Por Carolina Villela
A Procuradoria-Geral da República (PGR) se manifestou favoravelmente ao compartilhamento de provas no Inquérito 4995, que investiga o deputado cassado Eduardo Bolsonaro pela suposta coação de ministros do Supremo Tribunal Federal e tentativa de interferência na ação penal (AP) 2668 — processo em que seu pai, o ex-presidente Jair Bolsonaro, foi condenado por tentativa de golpe de Estado. O pedido de compartilhamento foi formulado pela Polícia Federal, que também informou a abertura de processo administrativo disciplinar para apurar indícios de que Eduardo teria ameaçado e exposto servidores do órgão em vídeo publicado em julho de 2025.

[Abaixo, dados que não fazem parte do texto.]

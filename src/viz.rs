//! Chart adapters: project a filtered table onto the columns one chart needs
//! and turn them into plottable points.

use serde::{Deserialize, Serialize};

use crate::data::model::{Table, TableError, Value};

#[derive(Debug, Clone, Copy, PartialEq, Eq, Serialize, Deserialize)]
#[serde(rename_all = "snake_case")]
pub enum Mark {
    Scatter,
    /// Scatter plus an ordinary least squares line.
    ScatterTrend,
}

/// Declarative description of one chart and the columns it binds.
#[derive(Debug, Clone, PartialEq, Serialize, Deserialize)]
pub struct ChartSpec {
    pub title: String,
    pub mark: Mark,
    pub x: String,
    pub y: String,
    #[serde(default)]
    pub size: Option<String>,
    #[serde(default)]
    pub color: Option<String>,
    #[serde(default)]
    pub caption: Option<String>,
}

#[derive(Debug, Clone, PartialEq)]
pub struct ChartPoint {
    pub x: f64,
    pub y: f64,
    pub size: Option<f64>,
    pub color: Option<Value>,
}

#[derive(Debug, Clone, PartialEq, Default)]
pub struct ChartData {
    pub points: Vec<ChartPoint>,
    /// `(slope, intercept)` when the mark asks for a trend line and one exists.
    pub trend: Option<(f64, f64)>,
}

impl ChartSpec {
    pub fn scatter(title: impl Into<String>, x: impl Into<String>, y: impl Into<String>) -> Self {
        Self {
            title: title.into(),
            mark: Mark::Scatter,
            x: x.into(),
            y: y.into(),
            size: None,
            color: None,
            caption: None,
        }
    }

    /// Column names this chart reads, x and y first.
    pub fn required_columns(&self) -> Vec<&str> {
        let mut cols = vec![self.x.as_str(), self.y.as_str()];
        for extra in [&self.size, &self.color].into_iter().flatten() {
            if !cols.contains(&extra.as_str()) {
                cols.push(extra);
            }
        }
        cols
    }

    /// The sub-table this chart is drawn from.
    pub fn project(&self, table: &Table) -> Result<Table, TableError> {
        table.project(self.required_columns().as_slice())
    }

    /// Extract points. Rows without a numeric x and y are skipped.
    pub fn series(&self, table: &Table) -> Result<ChartData, TableError> {
        let sub = self.project(table)?;
        let get = |name: &str| sub.column(name).map(|c| c.values.as_slice());
        let xs = get(self.x.as_str()).unwrap_or_default();
        let ys = get(self.y.as_str()).unwrap_or_default();
        let sizes = self.size.as_deref().and_then(get);
        let colors = self.color.as_deref().and_then(get);

        let points: Vec<ChartPoint> = (0..sub.len())
            .filter_map(|row| {
                Some(ChartPoint {
                    x: xs.get(row)?.as_f64()?,
                    y: ys.get(row)?.as_f64()?,
                    size: sizes.and_then(|s| s.get(row)?.as_f64()),
                    color: colors
                        .and_then(|c| c.get(row))
                        .filter(|v| !v.is_missing())
                        .cloned(),
                })
            })
            .collect();

        let trend = match self.mark {
            Mark::ScatterTrend => linear_fit(points.iter().map(|p| (p.x, p.y))),
            Mark::Scatter => None,
        };
        Ok(ChartData { points, trend })
    }
}

/// Ordinary least squares fit `y = slope * x + intercept`.
///
/// `None` with fewer than two points or when every x is the same.
pub fn linear_fit(points: impl IntoIterator<Item = (f64, f64)>) -> Option<(f64, f64)> {
    let points: Vec<(f64, f64)> = points.into_iter().collect();
    if points.len() < 2 {
        return None;
    }
    let n = points.len() as f64;
    let mean_x = points.iter().map(|p| p.0).sum::<f64>() / n;
    let mean_y = points.iter().map(|p| p.1).sum::<f64>() / n;
    let (sxy, sxx) = points.iter().fold((0.0, 0.0), |(sxy, sxx), &(x, y)| {
        let dx = x - mean_x;
        (sxy + dx * (y - mean_y), sxx + dx * dx)
    });
    if sxx.abs() < f64::EPSILON {
        return None;
    }
    let slope = sxy / sxx;
    Some((slope, mean_y - slope * mean_x))
}

/// The three world-data charts the dashboard opens with.
pub fn default_charts() -> Vec<ChartSpec> {
    vec![
        ChartSpec {
            size: Some("unemployement".into()),
            color: Some("country".into()),
            caption: Some(
                "Each point is a country: share of GDP spent on education against the share \
                 of children out of school. Point size is the unemployment rate."
                    .into(),
            ),
            ..ChartSpec::scatter(
                "Education spending vs. children out of school",
                "gdp_perc_education",
                "kids_perc_dropout",
            )
        },
        ChartSpec {
            size: Some("infant_mortality".into()),
            color: Some("country".into()),
            caption: Some(
                "Human Development Index against share of GDP spent on health. Point size is \
                 infant mortality."
                    .into(),
            ),
            ..ChartSpec::scatter(
                "HDI, health spending and infant mortality",
                "HDI_XXI",
                "gdp_perc_health",
            )
        },
        ChartSpec {
            mark: Mark::ScatterTrend,
            caption: Some(
                "Women's representation in parliament against HDI, with an ordinary least \
                 squares trend line."
                    .into(),
            ),
            ..ChartSpec::scatter(
                "HDI vs. women in parliament",
                "parliament_gender_equity",
                "HDI_XXI",
            )
        },
    ]
}

#[cfg(test)]
mod tests {
    use super::*;
    use crate::data::model::Column;

    fn world() -> Table {
        Table::new(vec![
            Column::new(
                "country",
                ["Senegal", "France", "Chile"]
                    .iter()
                    .map(|s| Value::String(s.to_string()))
                    .collect(),
            ),
            Column::new("x", vec![Value::Float(1.0), Value::Null, Value::Integer(3)]),
            Column::new("y", vec![Value::Float(2.0), Value::Float(4.0), Value::Float(6.0)]),
            Column::new("pop", vec![Value::Integer(17), Value::Integer(68), Value::Null]),
        ])
        .unwrap()
    }

    #[test]
    fn projection_keeps_only_bound_columns() {
        let spec = ChartSpec {
            color: Some("country".into()),
            ..ChartSpec::scatter("t", "x", "y")
        };
        let projected = spec.project(&world()).unwrap();
        assert_eq!(projected.column_names(), vec!["x", "y", "country"]);
    }

    #[test]
    fn projection_reports_missing_columns() {
        let spec = ChartSpec::scatter("t", "x", "HDI_XXI");
        assert_eq!(
            spec.series(&world()),
            Err(TableError::UnknownColumn("HDI_XXI".into()))
        );
    }

    #[test]
    fn rows_without_numeric_xy_are_skipped() {
        let spec = ChartSpec {
            size: Some("pop".into()),
            color: Some("country".into()),
            ..ChartSpec::scatter("t", "x", "y")
        };
        let data = spec.series(&world()).unwrap();
        assert_eq!(data.points.len(), 2);
        assert_eq!(data.points[0].size, Some(17.0));
        assert_eq!(data.points[1].size, None);
        assert_eq!(data.points[1].color, Some(Value::String("Chile".into())));
        assert_eq!(data.trend, None);
    }

    #[test]
    fn trend_line_fits_exact_data() {
        let (slope, intercept) = linear_fit([(1.0, 3.0), (2.0, 5.0), (3.0, 7.0)]).unwrap();
        assert!((slope - 2.0).abs() < 1e-12);
        assert!((intercept - 1.0).abs() < 1e-12);
        assert_eq!(linear_fit([(1.0, 1.0)]), None);
        assert_eq!(linear_fit([(1.0, 1.0), (1.0, 2.0)]), None);
    }

    #[test]
    fn default_charts_round_trip_through_json() {
        let charts = default_charts();
        let json = serde_json::to_string(&charts).unwrap();
        let back: Vec<ChartSpec> = serde_json::from_str(&json).unwrap();
        assert_eq!(back, charts);
        assert_eq!(charts[2].required_columns(), vec!["parliament_gender_equity", "HDI_XXI"]);
    }
}
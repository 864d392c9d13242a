use std::fmt;

use serde::{Deserialize, Serialize};

use super::model::{Column, Table, Value};

/// Columns with fewer distinct values than this are always categorical.
pub const DEFAULT_CARDINALITY_THRESHOLD: usize = 10;

/// How a column is filtered and which control the UI renders for it.
#[derive(Debug, Clone, Copy, PartialEq, Eq, Hash, Serialize, Deserialize)]
pub enum ColumnKind {
    Categorical,
    Numeric,
    Temporal,
    Text,
}

impl fmt::Display for ColumnKind {
    fn fmt(&self, f: &mut fmt::Formatter<'_>) -> fmt::Result {
        let s = match self {
            ColumnKind::Categorical => "categorical",
            ColumnKind::Numeric => "numeric",
            ColumnKind::Temporal => "temporal",
            ColumnKind::Text => "text",
        };
        f.write_str(s)
    }
}

/// Classify a column. Precedence: low cardinality, temporal, numeric, text.
///
/// Expects the column to have been through
/// [`normalize_column`](super::normalize::normalize_column) already so that
/// date-like text is temporal.
pub fn classify(col: &Column, threshold: usize) -> ColumnKind {
    if col.n_distinct() < threshold {
        ColumnKind::Categorical
    } else if col.present().all(Value::is_temporal) {
        ColumnKind::Temporal
    } else if col.present().all(Value::is_numeric) {
        ColumnKind::Numeric
    } else {
        ColumnKind::Text
    }
}

/// Whether `col` holds values a predicate of `kind` can be evaluated on.
///
/// The classified kind of a column can change once it has been filtered
/// (fewer distinct values), so predicates are checked against the data rather
/// than the label.
pub fn supports(col: &Column, kind: ColumnKind) -> bool {
    match kind {
        ColumnKind::Categorical | ColumnKind::Text => true,
        ColumnKind::Numeric => col.present().all(Value::is_numeric),
        ColumnKind::Temporal => col.present().all(Value::is_temporal),
    }
}

// ---------------------------------------------------------------------------
// Schema – kinds inferred once per table
// ---------------------------------------------------------------------------

/// Per-column kinds, in table column order.
#[derive(Debug, Clone, PartialEq, Default, Serialize)]
pub struct Schema {
    fields: Vec<(String, ColumnKind)>,
}

impl Schema {
    pub fn kind(&self, column: &str) -> Option<ColumnKind> {
        self.fields
            .iter()
            .find(|(name, _)| name == column)
            .map(|(_, kind)| *kind)
    }

    pub fn iter(&self) -> impl Iterator<Item = (&str, ColumnKind)> {
        self.fields.iter().map(|(name, kind)| (name.as_str(), *kind))
    }

    pub fn len(&self) -> usize {
        self.fields.len()
    }

    pub fn is_empty(&self) -> bool {
        self.fields.is_empty()
    }
}

/// Classify every column of an already-normalized table.
pub fn infer_schema(table: &Table, threshold: usize) -> Schema {
    let fields = table
        .columns()
        .iter()
        .map(|col| (col.name.clone(), classify(col, threshold)))
        .collect();
    Schema { fields }
}

#[cfg(test)]
mod tests {
    use chrono::NaiveDate;

    use super::*;

    fn floats(n: usize) -> Column {
        Column::new("x", (0..n).map(|i| Value::Float(i as f64)).collect())
    }

    #[test]
    fn cardinality_overrides_numeric_type() {
        assert_eq!(classify(&floats(9), 10), ColumnKind::Categorical);
        assert_eq!(classify(&floats(10), 10), ColumnKind::Numeric);
        assert_eq!(classify(&floats(11), 10), ColumnKind::Numeric);
    }

    #[test]
    fn repeated_values_count_once() {
        let ages = [5, 12, 7, 40, 5, 5, 5, 5, 5, 5];
        let col = Column::new("age", ages.iter().map(|&a| Value::Integer(a)).collect());
        assert_eq!(classify(&col, 10), ColumnKind::Categorical);
    }

    #[test]
    fn empty_column_is_categorical() {
        assert_eq!(classify(&Column::new("e", Vec::new()), 10), ColumnKind::Categorical);
    }

    #[test]
    fn temporal_beats_numeric_and_text() {
        let day = NaiveDate::from_ymd_opt(2020, 1, 1).unwrap();
        let values = (0..12)
            .map(|i| Value::Timestamp((day + chrono::Days::new(i)).and_hms_opt(0, 0, 0).unwrap()))
            .collect();
        assert_eq!(classify(&Column::new("d", values), 10), ColumnKind::Temporal);
    }

    #[test]
    fn mixed_and_string_columns_are_text() {
        let mut values: Vec<Value> = (0..12).map(|i| Value::String(format!("s{i}"))).collect();
        assert_eq!(classify(&Column::new("s", values.clone()), 10), ColumnKind::Text);
        values.push(Value::Integer(1));
        assert_eq!(classify(&Column::new("s", values), 10), ColumnKind::Text);
    }

    #[test]
    fn threshold_is_configurable() {
        assert_eq!(classify(&floats(11), 20), ColumnKind::Categorical);
        assert_eq!(classify(&floats(3), 0), ColumnKind::Numeric);
    }

    #[test]
    fn supports_checks_value_types() {
        let col = floats(3);
        assert!(supports(&col, ColumnKind::Numeric));
        assert!(supports(&col, ColumnKind::Categorical));
        assert!(!supports(&col, ColumnKind::Temporal));
    }

    #[test]
    fn schema_follows_column_order() {
        let table = Table::new(vec![
            floats(12),
            Column::new("c", vec![Value::Bool(true); 12]),
        ])
        .unwrap();
        let schema = infer_schema(&table, 10);
        let kinds: Vec<_> = schema.iter().collect();
        assert_eq!(kinds, vec![("x", ColumnKind::Numeric), ("c", ColumnKind::Categorical)]);
        assert_eq!(schema.kind("missing"), None);
    }
}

Segundo o procurador-geral Paulo Gonet, não há impedimento jurídico ao compartilhamento do material probatório. O parecer sustenta que a medida é não apenas viável como necessária para garantir a efetividade da jurisdição e o aproveitamento de provas já produzidas, evitando o retrabalho e o desperdício de recursos públicos em diligências sobre fatos já documentados. Em novembro do ano passado, a Primeira Turma do STF havia aceitado a denúncia contra Eduardo Bolsonaro pela prática de coação no curso do processo.
Campanha de intimidação com ameaças civis, financeiras e mobilização de agentes americanos
O material probatório cujo compartilhamento foi autorizado pela PGR inclui registros de mídia, entrevistas e suas respectivas transcrições. O conjunto de elementos expõe, segundo a acusação, uma campanha orquestrada por Eduardo Bolsonaro e outros denunciados com o objetivo central de interferir no desfecho da AP 2.668/DF — ação que julgou o ex-presidente Jair Bolsonaro pela tentativa de golpe. A meta declarada nos autos era obter a extinção do processo sem condenações.

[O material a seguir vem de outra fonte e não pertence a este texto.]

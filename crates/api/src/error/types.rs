//! Error type definitions for key and envelope operations

use thiserror::Error as ThisError;

/// Primary error type returned to collaborators.
///
/// Every variant is terminal: nothing in this workspace retries, and a
/// cryptographic inconsistency is never defaulted or patched over.
#[derive(Debug, Clone, PartialEq, Eq, ThisError)]
pub enum Error {
    /// Secret scalar is not in `[1, N-1]` for its curve
    #[error("{context}: secret is outside [1, N-1] for curve {curve}")]
    SecretOutOfRange {
        context: &'static str,
        curve: &'static str,
    },

    /// Curve identifier is not present in the registry
    #[error("{context}: unknown curve identifier {identifier}")]
    UnknownCurve {
        context: &'static str,
        identifier: String,
    },

    /// Structurally invalid tag-length-value encoding
    #[error("Malformed TLV encoding: {context}: {message}")]
    MalformedTlv {
        context: &'static str,
        message: String,
    },

    /// Wrong version flag, or a required field is missing or misplaced
    #[error("Invalid key format: {context}: {message}")]
    InvalidKeyFormat {
        context: &'static str,
        message: String,
    },

    /// Embedded public key disagrees with the one derived from the secret
    #[error("{context}: embedded public key does not match the secret")]
    PublicKeyMismatch { context: &'static str },

    /// Text wrapper markers absent, misordered, or body not base64
    #[error("Invalid envelope: {context}: {message}")]
    InvalidEnvelope {
        context: &'static str,
        message: String,
    },

    /// Untrusted bytes that do not describe a point on the curve
    #[error("Invalid point: {context}: {message}")]
    InvalidPoint {
        context: &'static str,
        message: String,
    },

    /// Arithmetic outside its domain, such as inverting zero
    #[error("Domain error: {context}: {message}")]
    DomainError {
        context: &'static str,
        message: String,
    },

    /// The injected random source failed
    #[error("Random generation error: {context}: {message}")]
    RandomGeneration {
        context: &'static str,
        message: String,
    },
}

/// Result type for key and envelope operations
pub type Result<T> = core::result::Result<T, Error>;

impl Error {
    /// Replace the context of an existing error, keeping its kind and details
    pub fn with_context(self, context: &'static str) -> Self {
        match self {
            Self::SecretOutOfRange { curve, .. } => Self::SecretOutOfRange { context, curve },
            Self::UnknownCurve { identifier, .. } => Self::UnknownCurve { context, identifier },
            Self::MalformedTlv { message, .. } => Self::MalformedTlv { context, message },
            Self::InvalidKeyFormat { message, .. } => Self::InvalidKeyFormat { context, message },
            Self::PublicKeyMismatch { .. } => Self::PublicKeyMismatch { context },
            Self::InvalidEnvelope { message, .. } => Self::InvalidEnvelope { context, message },
            Self::InvalidPoint { message, .. } => Self::InvalidPoint { context, message },
            Self::DomainError { message, .. } => Self::DomainError { context, message },
            Self::RandomGeneration { message, .. } => Self::RandomGeneration { context, message },
        }
    }

    /// Short stable name of the error kind, for logs and metrics labels
    pub fn kind(&self) -> &'static str {
        match self {
            Self::SecretOutOfRange { .. } => "secret_out_of_range",
            Self::UnknownCurve { .. } => "unknown_curve",
            Self::MalformedTlv { .. } => "malformed_tlv",
            Self::InvalidKeyFormat { .. } => "invalid_key_format",
            Self::PublicKeyMismatch { .. } => "public_key_mismatch",
            Self::InvalidEnvelope { .. } => "invalid_envelope",
            Self::InvalidPoint { .. } => "invalid_point",
            Self::DomainError { .. } => "domain_error",
            Self::RandomGeneration { .. } => "random_generation",
        }
    }
}
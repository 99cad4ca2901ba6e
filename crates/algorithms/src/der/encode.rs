//! DER encoding

use num_bigint::BigInt;

use super::Tag;

/// Definite-form DER length octets.
///
/// Short form for lengths below 128, otherwise a length-of-length octet
/// followed by the minimal big-endian length.
pub fn encode_length(len: usize) -> Vec<u8> {
    if len < 0x80 {
        return vec![len as u8];
    }
    let be = len.to_be_bytes();
    let skip = be.iter().take_while(|&&b| b == 0).count();
    let significant = &be[skip..];
    let mut out = Vec::with_capacity(significant.len() + 1);
    out.push(0x80 | significant.len() as u8);
    out.extend_from_slice(significant);
    out
}

/// Encode a primitive field from its content octets
pub fn encode_primitive(tag: Tag, value: &[u8]) -> Vec<u8> {
    let length = encode_length(value.len());
    let mut out = Vec::with_capacity(1 + length.len() + value.len());
    out.push(tag.byte());
    out.extend_from_slice(&length);
    out.extend_from_slice(value);
    out
}

/// Encode a constructed field whose content is the concatenation of
/// already-encoded children
pub fn encode_constructed(tag: Tag, children: &[&[u8]]) -> Vec<u8> {
    debug_assert!(tag.is_constructed());
    let content_len: usize = children.iter().map(|c| c.len()).sum();
    let length = encode_length(content_len);
    let mut out = Vec::with_capacity(1 + length.len() + content_len);
    out.push(tag.byte());
    out.extend_from_slice(&length);
    for child in children {
        out.extend_from_slice(child);
    }
    out
}

/// Minimal two's-complement content octets of an INTEGER
pub(crate) fn integer_content(value: &BigInt) -> Vec<u8> {
    let mut bytes = value.to_signed_bytes_be();
    if bytes.is_empty() {
        bytes.push(0);
    }
    bytes
}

Para isso, os investigados teriam recorrido a ameaças de graves sanções civis e financeiras contra julgadores e autoridades públicas brasileiras com influência sobre o caso. O parecer da PGR aponta que algumas dessas sanções chegaram a ser efetivamente aplicadas, com a mobilização de agentes norte-americanos como instrumento de pressão. A conduta configuraria, na visão da acusação, coação direcionada a constranger e intimidar tanto ministros da Corte quanto servidores da Polícia Federal que atuavam em investigações supervisionadas pelo STF.
A PF, ao solicitar o compartilhamento, também reportou a instauração de processo administrativo disciplinar interno para apurar os indícios de que Eduardo Bolsonaro teria exposto nominalmente agentes policiais em vídeo divulgado em 20 de julho de 2025. A conduta, segundo o órgão, visava intimidar servidores em razão de sua atuação funcional nas investigações sob supervisão do Supremo.

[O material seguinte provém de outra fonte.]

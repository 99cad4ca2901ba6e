//! Elliptic-curve keys for node identities
//!
//! [`PrivateKey`] holds a secret scalar bound to a curve from the registry
//! and derives its [`PublicKey`] on demand. Both serialize to DER envelopes
//! (`ECPrivateKey` and `SubjectPublicKeyInfo`) and to text envelopes built
//! on them, laid out by a [`TextEnvelopeConfig`].
//!
//! Randomness is always supplied by the caller:
//!
//! ```no_run
//! use nodekey_algorithms::ec::secp256k1;
//! use nodekey_keys::PrivateKey;
//! use rand::rngs::OsRng;
//!
//! let key = PrivateKey::generate(&mut OsRng, secp256k1())?;
//! let restored = PrivateKey::from_text(&key.to_text())?;
//! assert_eq!(key, restored);
//! # Ok::<(), nodekey_api::Error>(())
//! ```

#![forbid(unsafe_code)]
#![deny(missing_docs)]

mod envelope;
pub mod private_key;
pub mod public_key;
pub mod text;

pub use private_key::PrivateKey;
pub use public_key::PublicKey;
pub use text::TextEnvelopeConfig;

pub use nodekey_api::{Error, Result};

PGR: natureza pública do inquérito afasta obstáculos ao compartilhamento
No parecer, Paulo Gonet destacou que a viabilidade do compartilhamento se fundamenta, em primeiro lugar, na natureza pública que marcou o Inquérito 4995 desde sua abertura. A investigação teve o sigilo levantado pelo relator, ministro Alexandre de Moraes.
A partir do momento em que a denúncia foi apresentada, segundo a PGR, os elementos de convicção reunidos ao longo da investigação deixaram de ser meras hipóteses investigativas para se tornarem fundamento de uma acusação formal. Nesse contexto, para o Ministério Público, o compartilhamento das provas com outros procedimentos em curso deixa de representar risco à efetividade das apurações e passa a ser instrumento de racionalização do sistema de justiça.
O procurador-geral reconheceu que o compartilhamento exige equilíbrio entre interesses contrapostos — de um lado, os direitos fundamentais dos investigados e a integridade das investigações; de outro, a efetividade da jurisdição penal. Além de evitar a repetição de diligências redescobrir fatos já conhecidos e documentados.